▶ [GIVEN DATA]
↓↓↓
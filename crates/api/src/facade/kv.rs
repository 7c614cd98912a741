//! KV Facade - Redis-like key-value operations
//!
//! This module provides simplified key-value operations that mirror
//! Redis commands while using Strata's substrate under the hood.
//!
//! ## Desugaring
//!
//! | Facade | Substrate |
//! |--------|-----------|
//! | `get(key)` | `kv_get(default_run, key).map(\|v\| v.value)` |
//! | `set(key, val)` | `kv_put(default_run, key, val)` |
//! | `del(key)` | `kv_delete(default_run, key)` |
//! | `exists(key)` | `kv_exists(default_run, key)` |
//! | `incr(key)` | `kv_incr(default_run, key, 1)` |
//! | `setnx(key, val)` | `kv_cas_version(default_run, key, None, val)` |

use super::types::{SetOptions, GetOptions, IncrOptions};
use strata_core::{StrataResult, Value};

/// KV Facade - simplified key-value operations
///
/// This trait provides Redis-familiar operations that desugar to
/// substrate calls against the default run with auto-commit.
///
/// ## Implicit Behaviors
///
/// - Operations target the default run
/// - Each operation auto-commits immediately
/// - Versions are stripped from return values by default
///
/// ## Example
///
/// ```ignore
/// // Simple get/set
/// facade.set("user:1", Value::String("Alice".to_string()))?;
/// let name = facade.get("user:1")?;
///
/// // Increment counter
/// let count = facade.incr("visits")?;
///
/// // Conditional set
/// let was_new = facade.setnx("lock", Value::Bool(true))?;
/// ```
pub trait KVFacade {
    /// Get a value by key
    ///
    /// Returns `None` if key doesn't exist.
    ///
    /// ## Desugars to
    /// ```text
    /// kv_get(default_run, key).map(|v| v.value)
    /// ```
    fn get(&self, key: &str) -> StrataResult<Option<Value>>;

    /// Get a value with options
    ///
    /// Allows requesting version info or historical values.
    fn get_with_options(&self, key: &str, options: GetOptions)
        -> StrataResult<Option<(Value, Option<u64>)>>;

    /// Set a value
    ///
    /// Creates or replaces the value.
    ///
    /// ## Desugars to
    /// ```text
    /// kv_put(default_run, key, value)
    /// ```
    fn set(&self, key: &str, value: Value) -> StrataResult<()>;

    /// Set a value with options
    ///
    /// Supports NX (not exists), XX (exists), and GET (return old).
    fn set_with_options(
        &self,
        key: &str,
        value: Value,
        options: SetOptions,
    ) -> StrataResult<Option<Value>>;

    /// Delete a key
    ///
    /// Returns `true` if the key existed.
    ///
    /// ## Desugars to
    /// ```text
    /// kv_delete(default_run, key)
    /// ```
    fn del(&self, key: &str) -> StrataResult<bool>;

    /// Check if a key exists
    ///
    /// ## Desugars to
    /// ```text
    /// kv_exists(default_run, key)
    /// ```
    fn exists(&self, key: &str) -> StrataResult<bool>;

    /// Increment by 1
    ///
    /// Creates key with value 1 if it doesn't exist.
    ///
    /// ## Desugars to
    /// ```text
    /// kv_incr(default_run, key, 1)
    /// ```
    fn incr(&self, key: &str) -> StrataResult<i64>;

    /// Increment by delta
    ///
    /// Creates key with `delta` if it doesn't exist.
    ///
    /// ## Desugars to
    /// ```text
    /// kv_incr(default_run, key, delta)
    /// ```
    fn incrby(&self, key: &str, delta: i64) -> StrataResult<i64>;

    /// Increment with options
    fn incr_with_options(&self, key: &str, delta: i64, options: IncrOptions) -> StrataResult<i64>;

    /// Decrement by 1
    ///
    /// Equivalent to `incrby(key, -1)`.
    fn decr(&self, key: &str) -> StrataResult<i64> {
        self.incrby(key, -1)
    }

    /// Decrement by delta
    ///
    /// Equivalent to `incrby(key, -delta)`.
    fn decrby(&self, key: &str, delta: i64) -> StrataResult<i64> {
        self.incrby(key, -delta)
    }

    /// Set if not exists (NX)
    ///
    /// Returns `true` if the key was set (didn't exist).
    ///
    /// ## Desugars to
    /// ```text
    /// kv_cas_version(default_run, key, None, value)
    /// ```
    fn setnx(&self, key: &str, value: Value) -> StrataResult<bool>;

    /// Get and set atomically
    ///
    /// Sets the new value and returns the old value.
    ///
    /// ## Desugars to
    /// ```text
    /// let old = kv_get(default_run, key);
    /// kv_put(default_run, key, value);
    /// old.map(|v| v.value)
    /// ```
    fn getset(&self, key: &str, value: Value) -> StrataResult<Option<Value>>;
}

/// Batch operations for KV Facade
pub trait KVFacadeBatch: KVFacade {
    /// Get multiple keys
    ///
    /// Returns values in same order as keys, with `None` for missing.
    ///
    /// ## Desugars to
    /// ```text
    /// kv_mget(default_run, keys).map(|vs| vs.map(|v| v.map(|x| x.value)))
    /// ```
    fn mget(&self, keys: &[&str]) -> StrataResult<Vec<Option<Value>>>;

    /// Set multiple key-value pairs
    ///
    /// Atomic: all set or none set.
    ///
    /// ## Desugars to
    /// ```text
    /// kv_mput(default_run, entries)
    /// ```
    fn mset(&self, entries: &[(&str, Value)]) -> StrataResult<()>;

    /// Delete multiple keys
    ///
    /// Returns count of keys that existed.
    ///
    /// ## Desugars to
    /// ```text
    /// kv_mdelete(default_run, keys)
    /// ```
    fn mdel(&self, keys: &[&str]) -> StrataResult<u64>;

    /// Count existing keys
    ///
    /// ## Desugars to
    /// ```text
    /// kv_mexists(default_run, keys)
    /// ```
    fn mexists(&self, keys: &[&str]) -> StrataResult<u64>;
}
↑↑↑
▶ [ASSIGNED TASK] Note each line above that contains "keys" and copy it out.

▶ [FINISHED EXERCISE]
    /// Get multiple keys
    /// Returns values in same order as keys, with `None` for missing.
    /// kv_mget(default_run, keys).map(|vs| vs.map(|v| v.map(|x| x.value)))
    fn mget(&self, keys: &[&str]) -> StrataResult<Vec<Option<Value>>>;
    /// Delete multiple keys
    /// Returns count of keys that existed.
    /// kv_mdelete(default_run, keys)
    fn mdel(&self, keys: &[&str]) -> StrataResult<u64>;
    /// Count existing keys
    /// kv_mexists(default_run, keys)
    fn mexists(&self, keys: &[&str]) -> StrataResult<u64>;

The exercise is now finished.